Input data |
=== Section Start ===
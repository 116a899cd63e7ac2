//! Conditional fetching of the catalog resource.

use async_trait::async_trait;
use reqwest::{header, StatusCode};
use std::time::Duration;
use thiserror::Error;
use tokio::time::timeout;
use tracing::debug;
use url::Url;

use crate::catalog::{CacheRecord, Catalog};

/// How long a fetch may be in flight before it counts as failed.
pub const DEFAULT_TIMEOUT: Duration = Duration::from_secs(10);

/// Validators carried from the current cache record into a conditional
/// request. Both absent means the request is unconditional.
#[derive(Debug, Clone, Default)]
pub struct Validators {
  pub tag: Option<String>,
  pub timestamp: Option<String>,
}

impl Validators {
  pub fn from_record(record: &CacheRecord) -> Self {
    Self {
      tag: record.validator_tag.clone(),
      timestamp: record.validator_timestamp.clone(),
    }
  }
}

/// Why a fetch failed. Informational only: every failure funnels into
/// `FetchOutcome::Failed` and is recovered locally.
#[derive(Debug, Error)]
pub enum FetchError {
  #[error("network error: {0}")]
  Network(String),

  #[error("request timed out after {0:?}")]
  Timeout(Duration),

  #[error("unexpected status: {0}")]
  BadStatus(StatusCode),

  #[error("body is not a JSON catalog: {0}")]
  Parse(String),
}

/// Outcome of a conditional catalog fetch.
#[derive(Debug)]
pub enum FetchOutcome {
  /// Origin returned a full body with fresh validators
  Fresh {
    payload: Catalog,
    validator_tag: Option<String>,
    validator_timestamp: Option<String>,
  },
  /// Origin confirmed the cached body is still valid; no body transferred
  NotModified,
  /// Network error, timeout, unexpected status, or unparseable body
  Failed(FetchError),
}

/// Trait for catalog fetchers, so orchestration can run against scripted
/// outcomes in tests.
#[async_trait]
pub trait Fetcher: Send + Sync {
  async fn fetch(&self, validators: Validators) -> FetchOutcome;
}

/// HTTP implementation of the catalog fetcher.
///
/// Issues a GET with revalidation headers derived from the validators and
/// intermediate caching disabled, raced against the timeout. Never returns
/// an error: failures are classified into the outcome.
pub struct HttpFetcher {
  client: reqwest::Client,
  url: Url,
  timeout: Duration,
}

impl HttpFetcher {
  pub fn new(url: Url) -> Self {
    Self {
      client: reqwest::Client::new(),
      url,
      timeout: DEFAULT_TIMEOUT,
    }
  }

  /// Set the fetch deadline.
  pub fn with_timeout(mut self, timeout: Duration) -> Self {
    self.timeout = timeout;
    self
  }

  async fn request(&self, validators: &Validators) -> Result<FetchOutcome, FetchError> {
    let mut request = self
      .client
      .get(self.url.clone())
      .header(header::CACHE_CONTROL, "no-cache");

    if let Some(tag) = &validators.tag {
      request = request.header(header::IF_NONE_MATCH, tag.as_str());
    }
    if let Some(timestamp) = &validators.timestamp {
      request = request.header(header::IF_MODIFIED_SINCE, timestamp.as_str());
    }

    let response = request
      .send()
      .await
      .map_err(|e| FetchError::Network(e.to_string()))?;

    if response.status() == StatusCode::NOT_MODIFIED {
      return Ok(FetchOutcome::NotModified);
    }
    if !response.status().is_success() {
      return Err(FetchError::BadStatus(response.status()));
    }

    let validator_tag = header_value(&response, header::ETAG);
    let validator_timestamp = header_value(&response, header::LAST_MODIFIED);

    let body = response
      .bytes()
      .await
      .map_err(|e| FetchError::Network(e.to_string()))?;
    let payload: Catalog =
      serde_json::from_slice(&body).map_err(|e| FetchError::Parse(e.to_string()))?;

    Ok(FetchOutcome::Fresh {
      payload,
      validator_tag,
      validator_timestamp,
    })
  }
}

#[async_trait]
impl Fetcher for HttpFetcher {
  async fn fetch(&self, validators: Validators) -> FetchOutcome {
    let conditional = validators.tag.is_some() || validators.timestamp.is_some();
    debug!(url = %self.url, conditional, "fetching catalog");

    match timeout(self.timeout, self.request(&validators)).await {
      Ok(Ok(outcome)) => outcome,
      Ok(Err(e)) => FetchOutcome::Failed(e),
      Err(_) => FetchOutcome::Failed(FetchError::Timeout(self.timeout)),
    }
  }
}

fn header_value(response: &reqwest::Response, name: header::HeaderName) -> Option<String> {
  response
    .headers()
    .get(name)
    .and_then(|v| v.to_str().ok())
    .map(String::from)
}

#[cfg(test)]
mod tests {
  use super::*;

  #[tokio::test]
  async fn test_unreachable_origin_is_a_failed_outcome() {
    // Port 9 (discard) is closed on any sane test host
    let url = Url::parse("http://127.0.0.1:9/offers.json").unwrap();
    let fetcher = HttpFetcher::new(url).with_timeout(Duration::from_secs(2));

    let outcome = fetcher.fetch(Validators::default()).await;
    assert!(matches!(
      outcome,
      FetchOutcome::Failed(FetchError::Network(_)) | FetchOutcome::Failed(FetchError::Timeout(_))
    ));
  }

  #[test]
  fn test_validators_from_record() {
    let record = CacheRecord {
      validator_tag: Some("\"v1\"".to_string()),
      validator_timestamp: Some("Mon".to_string()),
      fetched_at: 0,
      payload: Catalog::new(),
    };

    let validators = Validators::from_record(&record);
    assert_eq!(validators.tag.as_deref(), Some("\"v1\""));
    assert_eq!(validators.timestamp.as_deref(), Some("Mon"));
  }
}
=== Section End ===
In full and without changes, give the data above once more.

repository 116a899cd63e7ac2
//! Conditional fetching of the catalog resource.

use async_trait::async_trait;
use reqwest::{header, StatusCode};
use std::time::Duration;
use thiserror::Error;
use tokio::time::timeout;
use tracing::debug;
use url::Url;

use crate::catalog::{CacheRecord, Catalog};

/// How long a fetch may be in flight before it counts as failed.
pub const DEFAULT_TIMEOUT: Duration = Duration::from_secs(10);

/// Validators carried from the current cache record into a conditional
/// request. Both absent means the request is unconditional.
#[derive(Debug, Clone, Default)]
pub struct Validators {
  pub tag: Option<String>,
  pub timestamp: Option<String>,
}

impl Validators {
  pub fn from_record(record: &CacheRecord) -> Self {
    Self {
      tag: record.validator_tag.clone(),
      timestamp: record.validator_timestamp.clone(),
    }
  }
}

/// Why a fetch failed. Informational only: every failure funnels into
/// `FetchOutcome::Failed` and is recovered locally.
#[derive(Debug, Error)]
pub enum FetchError {
  #[error("network error: {0}")]
  Network(String),

  #[error("request timed out after {0:?}")]
  Timeout(Duration),

  #[error("unexpected status: {0}")]
  BadStatus(StatusCode),

  #[error("body is not a JSON catalog: {0}")]
  Parse(String),
}

/// Outcome of a conditional catalog fetch.
#[derive(Debug)]
pub enum FetchOutcome {
  /// Origin returned a full body with fresh validators
  Fresh {
    payload: Catalog,
    validator_tag: Option<String>,
    validator_timestamp: Option<String>,
  },
  /// Origin confirmed the cached body is still valid; no body transferred
  NotModified,
  /// Network error, timeout, unexpected status, or unparseable body
  Failed(FetchError),
}

/// Trait for catalog fetchers, so orchestration can run against scripted
/// outcomes in tests.
#[async_trait]
pub trait Fetcher: Send + Sync {
  async fn fetch(&self, validators: Validators) -> FetchOutcome;
}

/// HTTP implementation of the catalog fetcher.
///
/// Issues a GET with revalidation headers derived from the validators and
/// intermediate caching disabled, raced against the timeout. Never returns
/// an error: failures are classified into the outcome.
pub struct HttpFetcher {
  client: reqwest::Client,
  url: Url,
  timeout: Duration,
}

impl HttpFetcher {
  pub fn new(url: Url) -> Self {
    Self {
      client: reqwest::Client::new(),
      url,
      timeout: DEFAULT_TIMEOUT,
    }
  }

  /// Set the fetch deadline.
  pub fn with_timeout(mut self, timeout: Duration) -> Self {
    self.timeout = timeout;
    self
  }

  async fn request(&self, validators: &Validators) -> Result<FetchOutcome, FetchError> {
    let mut request = self
      .client
      .get(self.url.clone())
      .header(header::CACHE_CONTROL, "no-cache");

    if let Some(tag) = &validators.tag {
      request = request.header(header::IF_NONE_MATCH, tag.as_str());
    }
    if let Some(timestamp) = &validators.timestamp {
      request = request.header(header::IF_MODIFIED_SINCE, timestamp.as_str());
    }

    let response = request
      .send()
      .await
      .map_err(|e| FetchError::Network(e.to_string()))?;

    if response.status() == StatusCode::NOT_MODIFIED {
      return Ok(FetchOutcome::NotModified);
    }
    if !response.status().is_success() {
      return Err(FetchError::BadStatus(response.status()));
    }

    let validator_tag = header_value(&response, header::ETAG);
    let validator_timestamp = header_value(&response, header::LAST_MODIFIED);

    let body = response
      .bytes()
      .await
      .map_err(|e| FetchError::Network(e.to_string()))?;
    let payload: Catalog =
      serde_json::from_slice(&body).map_err(|e| FetchError::Parse(e.to_string()))?;

    Ok(FetchOutcome::Fresh {
      payload,
      validator_tag,
      validator_timestamp,
    })
  }
}

#[async_trait]
impl Fetcher for HttpFetcher {
  async fn fetch(&self, validators: Validators) -> FetchOutcome {
    let conditional = validators.tag.is_some() || validators.timestamp.is_some();
    debug!(url = %self.url, conditional, "fetching catalog");

    match timeout(self.timeout, self.request(&validators)).await {
      Ok(Ok(outcome)) => outcome,
      Ok(Err(e)) => FetchOutcome::Failed(e),
      Err(_) => FetchOutcome::Failed(FetchError::Timeout(self.timeout)),
    }
  }
}

fn header_value(response: &reqwest::Response, name: header::HeaderName) -> Option<String> {
  response
    .headers()
    .get(name)
    .and_then(|v| v.to_str().ok())
    .map(String::from)
}

#[cfg(test)]
mod tests {
  use super::*;

  #[tokio::test]
  async fn test_unreachable_origin_is_a_failed_outcome() {
    // Port 9 (discard) is closed on any sane test host
    let url = Url::parse("http://127.0.0.1:9/offers.json").unwrap();
    let fetcher = HttpFetcher::new(url).with_timeout(Duration::from_secs(2));

    let outcome = fetcher.fetch(Validators::default()).await;
    assert!(matches!(
      outcome,
      FetchOutcome::Failed(FetchError::Network(_)) | FetchOutcome::Failed(FetchError::Timeout(_))
    ));
  }

  #[test]
  fn test_validators_from_record() {
    let record = CacheRecord {
      validator_tag: Some("\"v1\"".to_string()),
      validator_timestamp: Some("Mon".to_string()),
      fetched_at: 0,
      payload: Catalog::new(),
    };

    let validators = Validators::from_record(&record);
    assert_eq!(validators.tag.as_deref(), Some("\"v1\""));
    assert_eq!(validators.timestamp.as_deref(), Some("Mon"));
  }
}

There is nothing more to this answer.